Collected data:
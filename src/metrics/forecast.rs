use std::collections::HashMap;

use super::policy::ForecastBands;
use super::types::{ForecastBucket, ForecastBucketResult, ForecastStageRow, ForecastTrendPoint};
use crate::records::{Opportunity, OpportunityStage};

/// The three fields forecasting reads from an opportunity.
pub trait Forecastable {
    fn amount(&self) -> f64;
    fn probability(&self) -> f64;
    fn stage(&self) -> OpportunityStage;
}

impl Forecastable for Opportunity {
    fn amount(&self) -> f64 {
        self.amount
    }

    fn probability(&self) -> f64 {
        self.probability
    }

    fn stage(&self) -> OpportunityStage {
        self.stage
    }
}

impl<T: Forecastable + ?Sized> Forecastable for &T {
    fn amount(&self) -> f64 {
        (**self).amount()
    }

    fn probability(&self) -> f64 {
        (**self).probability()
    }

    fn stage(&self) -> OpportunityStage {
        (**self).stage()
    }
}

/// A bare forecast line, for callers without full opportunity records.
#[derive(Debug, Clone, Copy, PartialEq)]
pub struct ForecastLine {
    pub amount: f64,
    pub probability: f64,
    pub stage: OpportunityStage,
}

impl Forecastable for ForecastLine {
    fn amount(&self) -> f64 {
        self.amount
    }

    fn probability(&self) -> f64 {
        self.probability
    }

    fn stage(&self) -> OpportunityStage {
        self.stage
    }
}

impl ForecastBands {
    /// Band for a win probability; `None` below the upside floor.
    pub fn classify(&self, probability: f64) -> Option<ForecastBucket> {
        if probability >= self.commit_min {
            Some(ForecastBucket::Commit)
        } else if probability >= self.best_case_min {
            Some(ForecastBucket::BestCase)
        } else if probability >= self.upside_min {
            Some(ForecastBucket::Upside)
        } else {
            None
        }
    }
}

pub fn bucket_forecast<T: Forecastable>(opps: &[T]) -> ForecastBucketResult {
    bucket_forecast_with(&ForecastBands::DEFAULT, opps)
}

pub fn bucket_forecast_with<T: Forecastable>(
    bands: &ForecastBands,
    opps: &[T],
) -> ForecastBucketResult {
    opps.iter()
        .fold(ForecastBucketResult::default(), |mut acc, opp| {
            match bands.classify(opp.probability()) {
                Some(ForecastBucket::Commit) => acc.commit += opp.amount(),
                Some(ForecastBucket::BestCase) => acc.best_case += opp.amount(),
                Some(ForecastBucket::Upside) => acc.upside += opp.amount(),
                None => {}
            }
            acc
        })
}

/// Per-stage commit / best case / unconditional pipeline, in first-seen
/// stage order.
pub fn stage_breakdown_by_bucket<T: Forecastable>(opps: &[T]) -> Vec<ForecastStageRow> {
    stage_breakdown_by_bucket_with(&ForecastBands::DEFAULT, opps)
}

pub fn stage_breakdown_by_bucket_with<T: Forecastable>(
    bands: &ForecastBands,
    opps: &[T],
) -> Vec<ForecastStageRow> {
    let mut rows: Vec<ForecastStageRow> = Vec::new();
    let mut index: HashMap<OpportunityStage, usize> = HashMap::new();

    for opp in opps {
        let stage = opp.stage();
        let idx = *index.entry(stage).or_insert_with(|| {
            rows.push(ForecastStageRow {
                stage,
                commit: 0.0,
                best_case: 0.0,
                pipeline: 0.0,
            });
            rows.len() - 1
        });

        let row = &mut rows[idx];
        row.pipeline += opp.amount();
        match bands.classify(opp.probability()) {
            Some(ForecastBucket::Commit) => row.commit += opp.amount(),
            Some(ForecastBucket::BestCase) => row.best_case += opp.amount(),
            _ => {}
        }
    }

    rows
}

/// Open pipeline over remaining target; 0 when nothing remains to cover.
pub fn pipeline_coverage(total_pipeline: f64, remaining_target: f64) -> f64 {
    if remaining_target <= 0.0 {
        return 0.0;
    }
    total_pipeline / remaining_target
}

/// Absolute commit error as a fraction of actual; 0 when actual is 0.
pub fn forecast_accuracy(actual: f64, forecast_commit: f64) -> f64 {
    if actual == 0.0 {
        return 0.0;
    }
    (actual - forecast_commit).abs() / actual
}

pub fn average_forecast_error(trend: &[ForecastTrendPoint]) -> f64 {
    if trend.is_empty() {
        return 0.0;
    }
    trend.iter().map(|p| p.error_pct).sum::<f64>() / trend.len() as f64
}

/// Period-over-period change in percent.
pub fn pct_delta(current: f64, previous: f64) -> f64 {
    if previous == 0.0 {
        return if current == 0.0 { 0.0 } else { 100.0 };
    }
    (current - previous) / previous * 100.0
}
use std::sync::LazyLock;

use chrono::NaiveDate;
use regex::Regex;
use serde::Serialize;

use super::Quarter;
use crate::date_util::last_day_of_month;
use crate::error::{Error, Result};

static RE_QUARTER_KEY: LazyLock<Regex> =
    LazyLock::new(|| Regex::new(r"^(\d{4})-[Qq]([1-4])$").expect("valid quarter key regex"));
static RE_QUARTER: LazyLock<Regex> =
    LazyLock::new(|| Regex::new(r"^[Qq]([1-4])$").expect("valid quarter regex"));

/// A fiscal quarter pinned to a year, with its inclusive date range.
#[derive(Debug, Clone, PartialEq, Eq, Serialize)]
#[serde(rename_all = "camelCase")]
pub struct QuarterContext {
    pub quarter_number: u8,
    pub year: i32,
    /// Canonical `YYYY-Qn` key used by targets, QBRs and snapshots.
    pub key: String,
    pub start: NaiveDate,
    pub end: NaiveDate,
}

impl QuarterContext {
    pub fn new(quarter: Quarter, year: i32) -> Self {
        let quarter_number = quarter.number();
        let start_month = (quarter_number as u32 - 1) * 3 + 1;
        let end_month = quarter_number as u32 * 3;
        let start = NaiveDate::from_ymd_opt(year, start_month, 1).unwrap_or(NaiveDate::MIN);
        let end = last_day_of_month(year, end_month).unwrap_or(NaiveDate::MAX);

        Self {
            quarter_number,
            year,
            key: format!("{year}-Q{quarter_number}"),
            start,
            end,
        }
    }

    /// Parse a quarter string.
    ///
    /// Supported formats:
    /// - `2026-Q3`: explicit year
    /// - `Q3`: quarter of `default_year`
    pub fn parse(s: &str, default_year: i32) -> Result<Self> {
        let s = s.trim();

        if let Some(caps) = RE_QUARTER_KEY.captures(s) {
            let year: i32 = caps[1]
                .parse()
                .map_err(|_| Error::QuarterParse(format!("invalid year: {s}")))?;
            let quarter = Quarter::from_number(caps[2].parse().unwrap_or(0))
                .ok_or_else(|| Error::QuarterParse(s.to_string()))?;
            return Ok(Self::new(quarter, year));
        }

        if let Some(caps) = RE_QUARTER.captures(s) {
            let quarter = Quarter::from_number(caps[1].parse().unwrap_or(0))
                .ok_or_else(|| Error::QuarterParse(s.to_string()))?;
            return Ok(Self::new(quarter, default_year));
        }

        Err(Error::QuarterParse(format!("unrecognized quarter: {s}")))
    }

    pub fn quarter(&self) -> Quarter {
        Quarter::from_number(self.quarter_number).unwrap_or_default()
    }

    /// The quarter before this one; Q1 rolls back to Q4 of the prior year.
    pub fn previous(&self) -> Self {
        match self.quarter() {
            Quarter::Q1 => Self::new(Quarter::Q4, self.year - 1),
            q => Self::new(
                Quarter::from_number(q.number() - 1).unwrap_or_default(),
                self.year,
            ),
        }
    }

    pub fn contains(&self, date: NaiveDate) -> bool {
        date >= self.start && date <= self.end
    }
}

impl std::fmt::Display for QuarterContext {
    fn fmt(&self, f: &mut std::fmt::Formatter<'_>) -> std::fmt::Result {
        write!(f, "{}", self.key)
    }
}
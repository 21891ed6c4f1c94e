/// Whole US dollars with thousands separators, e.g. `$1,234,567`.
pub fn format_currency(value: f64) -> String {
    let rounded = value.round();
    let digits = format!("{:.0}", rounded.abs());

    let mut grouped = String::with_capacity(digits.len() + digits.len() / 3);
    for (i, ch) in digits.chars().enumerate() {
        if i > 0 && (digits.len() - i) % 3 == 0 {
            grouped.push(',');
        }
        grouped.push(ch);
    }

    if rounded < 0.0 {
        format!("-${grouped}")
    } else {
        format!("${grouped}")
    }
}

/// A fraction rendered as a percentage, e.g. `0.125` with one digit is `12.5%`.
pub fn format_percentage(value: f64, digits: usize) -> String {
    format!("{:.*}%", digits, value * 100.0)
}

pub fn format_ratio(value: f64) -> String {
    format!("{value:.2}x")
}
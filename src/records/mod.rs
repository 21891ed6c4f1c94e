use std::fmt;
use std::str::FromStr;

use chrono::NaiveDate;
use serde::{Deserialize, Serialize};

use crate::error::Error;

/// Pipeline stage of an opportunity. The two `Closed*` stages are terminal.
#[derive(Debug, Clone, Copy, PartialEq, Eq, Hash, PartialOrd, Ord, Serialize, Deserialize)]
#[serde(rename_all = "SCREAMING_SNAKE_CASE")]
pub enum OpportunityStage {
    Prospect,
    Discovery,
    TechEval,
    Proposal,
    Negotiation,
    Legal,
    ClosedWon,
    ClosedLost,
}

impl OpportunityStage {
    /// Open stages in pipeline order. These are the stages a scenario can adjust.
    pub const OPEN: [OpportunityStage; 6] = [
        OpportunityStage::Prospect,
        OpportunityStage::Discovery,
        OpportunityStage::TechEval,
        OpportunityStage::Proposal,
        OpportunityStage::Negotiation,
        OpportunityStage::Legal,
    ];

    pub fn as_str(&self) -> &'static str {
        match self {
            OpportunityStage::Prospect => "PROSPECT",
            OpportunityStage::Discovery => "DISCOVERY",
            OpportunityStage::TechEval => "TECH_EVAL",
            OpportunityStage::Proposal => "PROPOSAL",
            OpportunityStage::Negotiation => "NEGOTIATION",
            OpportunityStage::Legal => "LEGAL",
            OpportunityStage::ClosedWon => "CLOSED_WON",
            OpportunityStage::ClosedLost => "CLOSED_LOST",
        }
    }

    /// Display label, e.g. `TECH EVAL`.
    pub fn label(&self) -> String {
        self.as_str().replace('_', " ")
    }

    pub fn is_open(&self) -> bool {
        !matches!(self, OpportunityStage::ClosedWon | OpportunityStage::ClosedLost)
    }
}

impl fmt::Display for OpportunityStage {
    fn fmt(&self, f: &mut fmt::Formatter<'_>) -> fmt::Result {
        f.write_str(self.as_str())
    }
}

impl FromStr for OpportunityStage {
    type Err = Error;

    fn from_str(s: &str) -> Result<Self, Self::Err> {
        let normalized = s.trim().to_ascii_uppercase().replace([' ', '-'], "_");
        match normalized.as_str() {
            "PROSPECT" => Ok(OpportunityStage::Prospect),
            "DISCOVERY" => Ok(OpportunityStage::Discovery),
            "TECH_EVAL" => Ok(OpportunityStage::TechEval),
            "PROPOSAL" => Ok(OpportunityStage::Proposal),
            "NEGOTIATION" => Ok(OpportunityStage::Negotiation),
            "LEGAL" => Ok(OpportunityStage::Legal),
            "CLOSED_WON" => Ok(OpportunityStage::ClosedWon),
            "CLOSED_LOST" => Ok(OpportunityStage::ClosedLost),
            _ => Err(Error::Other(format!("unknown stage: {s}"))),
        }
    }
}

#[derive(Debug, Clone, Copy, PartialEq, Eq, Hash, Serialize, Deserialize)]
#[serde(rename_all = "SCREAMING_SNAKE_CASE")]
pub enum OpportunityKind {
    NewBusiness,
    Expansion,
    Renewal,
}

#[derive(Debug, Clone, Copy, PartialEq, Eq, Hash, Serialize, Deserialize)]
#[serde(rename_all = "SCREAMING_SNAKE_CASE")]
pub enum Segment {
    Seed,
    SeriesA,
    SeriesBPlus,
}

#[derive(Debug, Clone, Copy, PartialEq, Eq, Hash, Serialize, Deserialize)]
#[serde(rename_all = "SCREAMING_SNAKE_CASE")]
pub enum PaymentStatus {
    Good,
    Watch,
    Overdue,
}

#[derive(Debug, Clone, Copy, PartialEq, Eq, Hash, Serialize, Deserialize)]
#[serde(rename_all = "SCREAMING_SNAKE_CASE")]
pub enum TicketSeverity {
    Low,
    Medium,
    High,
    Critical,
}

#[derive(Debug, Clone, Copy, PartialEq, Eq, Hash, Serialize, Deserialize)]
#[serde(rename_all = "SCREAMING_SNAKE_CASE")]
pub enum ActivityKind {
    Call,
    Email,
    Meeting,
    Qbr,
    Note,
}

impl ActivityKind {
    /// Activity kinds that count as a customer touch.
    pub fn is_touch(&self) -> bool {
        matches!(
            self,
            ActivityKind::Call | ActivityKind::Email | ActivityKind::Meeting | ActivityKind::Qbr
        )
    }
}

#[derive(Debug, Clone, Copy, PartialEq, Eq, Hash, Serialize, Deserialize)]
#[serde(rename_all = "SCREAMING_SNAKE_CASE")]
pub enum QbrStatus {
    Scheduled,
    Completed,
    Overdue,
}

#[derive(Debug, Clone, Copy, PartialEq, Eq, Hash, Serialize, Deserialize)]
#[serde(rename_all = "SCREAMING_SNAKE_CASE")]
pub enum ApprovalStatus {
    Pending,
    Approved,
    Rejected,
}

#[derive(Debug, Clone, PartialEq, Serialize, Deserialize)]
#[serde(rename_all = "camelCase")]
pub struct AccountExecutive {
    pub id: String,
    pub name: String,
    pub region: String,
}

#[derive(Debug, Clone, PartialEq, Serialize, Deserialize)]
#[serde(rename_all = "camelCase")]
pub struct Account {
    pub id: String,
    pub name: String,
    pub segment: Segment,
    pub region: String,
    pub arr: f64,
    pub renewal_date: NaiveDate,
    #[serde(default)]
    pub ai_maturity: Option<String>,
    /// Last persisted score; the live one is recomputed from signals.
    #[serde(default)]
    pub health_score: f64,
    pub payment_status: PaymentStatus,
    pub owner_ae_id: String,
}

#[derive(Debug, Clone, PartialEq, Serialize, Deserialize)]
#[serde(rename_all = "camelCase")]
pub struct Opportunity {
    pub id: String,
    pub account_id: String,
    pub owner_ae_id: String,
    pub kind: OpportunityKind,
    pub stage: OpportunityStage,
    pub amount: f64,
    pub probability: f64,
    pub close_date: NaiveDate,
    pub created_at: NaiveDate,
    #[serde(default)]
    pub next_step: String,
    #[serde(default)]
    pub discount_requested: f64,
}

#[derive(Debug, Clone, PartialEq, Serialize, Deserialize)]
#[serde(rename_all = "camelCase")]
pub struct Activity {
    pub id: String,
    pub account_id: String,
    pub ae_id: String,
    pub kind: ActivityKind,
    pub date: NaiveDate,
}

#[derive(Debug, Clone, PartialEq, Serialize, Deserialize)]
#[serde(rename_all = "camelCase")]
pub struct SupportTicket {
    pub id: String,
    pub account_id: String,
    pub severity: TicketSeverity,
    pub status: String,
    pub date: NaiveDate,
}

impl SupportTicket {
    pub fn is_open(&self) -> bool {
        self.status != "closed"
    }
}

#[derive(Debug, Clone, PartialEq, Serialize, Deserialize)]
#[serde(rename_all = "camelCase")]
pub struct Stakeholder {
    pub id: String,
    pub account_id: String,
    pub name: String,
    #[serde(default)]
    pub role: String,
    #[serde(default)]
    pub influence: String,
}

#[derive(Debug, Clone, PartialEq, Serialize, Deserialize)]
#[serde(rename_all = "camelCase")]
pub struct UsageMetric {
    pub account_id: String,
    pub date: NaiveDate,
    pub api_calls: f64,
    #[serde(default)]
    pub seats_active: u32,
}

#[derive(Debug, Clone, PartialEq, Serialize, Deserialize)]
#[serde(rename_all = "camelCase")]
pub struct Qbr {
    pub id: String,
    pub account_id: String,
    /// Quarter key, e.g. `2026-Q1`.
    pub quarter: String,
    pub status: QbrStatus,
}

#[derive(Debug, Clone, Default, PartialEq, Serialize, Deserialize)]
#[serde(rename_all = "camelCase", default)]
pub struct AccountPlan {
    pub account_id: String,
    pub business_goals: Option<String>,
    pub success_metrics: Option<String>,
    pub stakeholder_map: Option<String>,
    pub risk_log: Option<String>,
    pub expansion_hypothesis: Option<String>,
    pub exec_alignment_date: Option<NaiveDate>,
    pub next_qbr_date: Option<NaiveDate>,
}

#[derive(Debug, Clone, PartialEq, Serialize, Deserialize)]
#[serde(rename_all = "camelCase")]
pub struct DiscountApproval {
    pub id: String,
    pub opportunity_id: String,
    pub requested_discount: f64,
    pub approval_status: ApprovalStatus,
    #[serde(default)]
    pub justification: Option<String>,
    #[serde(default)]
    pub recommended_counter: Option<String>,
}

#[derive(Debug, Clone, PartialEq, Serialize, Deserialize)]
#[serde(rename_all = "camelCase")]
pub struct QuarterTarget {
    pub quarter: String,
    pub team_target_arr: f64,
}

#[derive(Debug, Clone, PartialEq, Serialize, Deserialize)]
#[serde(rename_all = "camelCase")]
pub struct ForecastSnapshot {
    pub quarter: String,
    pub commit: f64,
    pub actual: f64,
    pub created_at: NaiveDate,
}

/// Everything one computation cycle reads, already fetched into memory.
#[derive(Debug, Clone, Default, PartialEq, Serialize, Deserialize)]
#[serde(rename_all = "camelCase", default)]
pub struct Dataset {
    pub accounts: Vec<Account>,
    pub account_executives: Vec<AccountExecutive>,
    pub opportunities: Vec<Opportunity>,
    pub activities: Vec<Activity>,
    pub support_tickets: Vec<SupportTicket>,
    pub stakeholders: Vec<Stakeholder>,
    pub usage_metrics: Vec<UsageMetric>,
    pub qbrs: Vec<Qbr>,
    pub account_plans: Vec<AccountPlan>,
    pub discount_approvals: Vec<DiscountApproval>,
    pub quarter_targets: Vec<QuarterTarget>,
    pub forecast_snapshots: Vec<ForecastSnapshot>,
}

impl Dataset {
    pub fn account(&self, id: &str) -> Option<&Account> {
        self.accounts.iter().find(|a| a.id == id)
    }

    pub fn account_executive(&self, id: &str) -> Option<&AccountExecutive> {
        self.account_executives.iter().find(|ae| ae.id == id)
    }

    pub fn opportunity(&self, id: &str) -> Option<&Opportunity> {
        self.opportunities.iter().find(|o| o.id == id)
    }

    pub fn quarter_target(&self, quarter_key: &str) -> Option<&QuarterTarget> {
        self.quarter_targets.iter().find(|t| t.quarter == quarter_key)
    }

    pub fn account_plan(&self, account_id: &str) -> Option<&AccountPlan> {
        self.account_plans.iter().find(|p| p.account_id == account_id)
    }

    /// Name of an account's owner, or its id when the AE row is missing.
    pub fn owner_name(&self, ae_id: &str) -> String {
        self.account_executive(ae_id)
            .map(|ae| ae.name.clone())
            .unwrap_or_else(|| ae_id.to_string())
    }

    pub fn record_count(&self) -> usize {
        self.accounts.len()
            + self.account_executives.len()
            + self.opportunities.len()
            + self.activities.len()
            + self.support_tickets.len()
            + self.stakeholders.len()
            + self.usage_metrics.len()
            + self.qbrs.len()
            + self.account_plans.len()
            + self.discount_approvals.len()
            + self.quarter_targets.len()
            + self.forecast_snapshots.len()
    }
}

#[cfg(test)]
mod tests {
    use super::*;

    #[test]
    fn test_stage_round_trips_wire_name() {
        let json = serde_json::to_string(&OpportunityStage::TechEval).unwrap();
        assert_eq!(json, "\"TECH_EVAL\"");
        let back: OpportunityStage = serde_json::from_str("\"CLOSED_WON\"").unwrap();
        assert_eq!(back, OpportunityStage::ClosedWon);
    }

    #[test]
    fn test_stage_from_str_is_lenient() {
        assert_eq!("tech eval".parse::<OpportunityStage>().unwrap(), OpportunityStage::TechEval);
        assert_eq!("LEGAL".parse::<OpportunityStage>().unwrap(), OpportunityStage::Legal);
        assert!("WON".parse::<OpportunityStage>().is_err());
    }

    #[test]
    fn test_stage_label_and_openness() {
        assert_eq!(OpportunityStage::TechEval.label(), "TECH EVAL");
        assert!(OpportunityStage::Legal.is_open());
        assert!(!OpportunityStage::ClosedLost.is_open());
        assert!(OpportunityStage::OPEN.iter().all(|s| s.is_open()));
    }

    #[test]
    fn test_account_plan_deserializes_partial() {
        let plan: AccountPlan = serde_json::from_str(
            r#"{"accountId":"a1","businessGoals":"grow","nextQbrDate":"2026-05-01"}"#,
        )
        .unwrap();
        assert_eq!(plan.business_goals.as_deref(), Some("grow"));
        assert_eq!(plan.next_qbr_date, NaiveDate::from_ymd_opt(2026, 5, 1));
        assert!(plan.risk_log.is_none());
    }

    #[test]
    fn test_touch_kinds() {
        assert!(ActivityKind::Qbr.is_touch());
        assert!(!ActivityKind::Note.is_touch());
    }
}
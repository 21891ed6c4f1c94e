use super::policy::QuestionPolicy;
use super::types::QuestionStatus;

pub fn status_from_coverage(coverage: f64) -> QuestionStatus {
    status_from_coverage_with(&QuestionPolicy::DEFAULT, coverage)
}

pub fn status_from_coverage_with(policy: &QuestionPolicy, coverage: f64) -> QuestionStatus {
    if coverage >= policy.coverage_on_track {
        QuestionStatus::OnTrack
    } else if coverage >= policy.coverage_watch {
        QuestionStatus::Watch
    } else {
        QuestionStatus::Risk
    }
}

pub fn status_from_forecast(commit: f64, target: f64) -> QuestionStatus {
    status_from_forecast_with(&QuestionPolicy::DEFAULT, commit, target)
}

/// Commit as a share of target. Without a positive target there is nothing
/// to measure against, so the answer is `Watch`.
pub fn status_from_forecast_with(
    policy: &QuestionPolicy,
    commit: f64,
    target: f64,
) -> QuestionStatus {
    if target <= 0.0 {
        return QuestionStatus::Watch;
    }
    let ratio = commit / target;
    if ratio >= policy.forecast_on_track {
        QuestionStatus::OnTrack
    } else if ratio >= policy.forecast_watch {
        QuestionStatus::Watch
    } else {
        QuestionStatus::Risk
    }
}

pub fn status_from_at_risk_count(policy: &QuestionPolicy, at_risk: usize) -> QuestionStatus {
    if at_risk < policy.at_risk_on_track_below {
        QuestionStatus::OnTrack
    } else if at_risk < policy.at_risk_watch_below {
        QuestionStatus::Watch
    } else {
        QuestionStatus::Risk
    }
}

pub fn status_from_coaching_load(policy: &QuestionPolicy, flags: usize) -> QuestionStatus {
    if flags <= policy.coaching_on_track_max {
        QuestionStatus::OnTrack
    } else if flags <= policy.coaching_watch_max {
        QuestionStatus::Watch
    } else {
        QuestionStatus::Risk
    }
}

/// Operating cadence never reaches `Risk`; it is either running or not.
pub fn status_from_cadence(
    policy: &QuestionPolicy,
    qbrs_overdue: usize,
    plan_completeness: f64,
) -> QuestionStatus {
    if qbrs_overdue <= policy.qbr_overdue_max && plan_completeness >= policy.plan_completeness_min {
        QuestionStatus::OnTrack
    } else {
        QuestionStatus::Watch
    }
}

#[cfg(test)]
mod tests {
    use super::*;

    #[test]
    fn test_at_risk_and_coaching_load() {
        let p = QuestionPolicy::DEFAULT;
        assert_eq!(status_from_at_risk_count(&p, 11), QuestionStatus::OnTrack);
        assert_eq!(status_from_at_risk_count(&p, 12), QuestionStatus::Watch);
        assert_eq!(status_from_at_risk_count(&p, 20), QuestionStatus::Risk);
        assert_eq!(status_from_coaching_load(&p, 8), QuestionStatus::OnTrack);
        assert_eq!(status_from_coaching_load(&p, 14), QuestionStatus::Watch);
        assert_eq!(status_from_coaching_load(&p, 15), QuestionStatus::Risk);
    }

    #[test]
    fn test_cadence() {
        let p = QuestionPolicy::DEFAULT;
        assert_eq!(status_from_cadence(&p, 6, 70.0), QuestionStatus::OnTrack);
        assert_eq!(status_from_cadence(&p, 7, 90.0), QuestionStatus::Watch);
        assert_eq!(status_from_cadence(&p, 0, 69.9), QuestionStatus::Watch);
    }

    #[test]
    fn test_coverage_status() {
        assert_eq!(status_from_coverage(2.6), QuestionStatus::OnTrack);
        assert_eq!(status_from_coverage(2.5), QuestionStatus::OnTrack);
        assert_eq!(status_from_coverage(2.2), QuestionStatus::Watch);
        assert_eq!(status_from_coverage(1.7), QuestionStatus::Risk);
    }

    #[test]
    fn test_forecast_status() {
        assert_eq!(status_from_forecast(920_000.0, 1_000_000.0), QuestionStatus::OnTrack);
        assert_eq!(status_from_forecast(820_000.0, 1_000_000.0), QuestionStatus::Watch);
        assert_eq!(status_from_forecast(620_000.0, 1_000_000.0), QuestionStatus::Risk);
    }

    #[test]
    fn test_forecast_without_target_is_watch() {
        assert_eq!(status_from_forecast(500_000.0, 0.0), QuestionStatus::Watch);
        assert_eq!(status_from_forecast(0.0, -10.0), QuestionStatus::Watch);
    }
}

• [What you need to do]:
Find the word "UsageMetric" in the records, and report each line that has it.

• [Answer for the task]:
pub struct UsageMetric {
    pub usage_metrics: Vec<UsageMetric>,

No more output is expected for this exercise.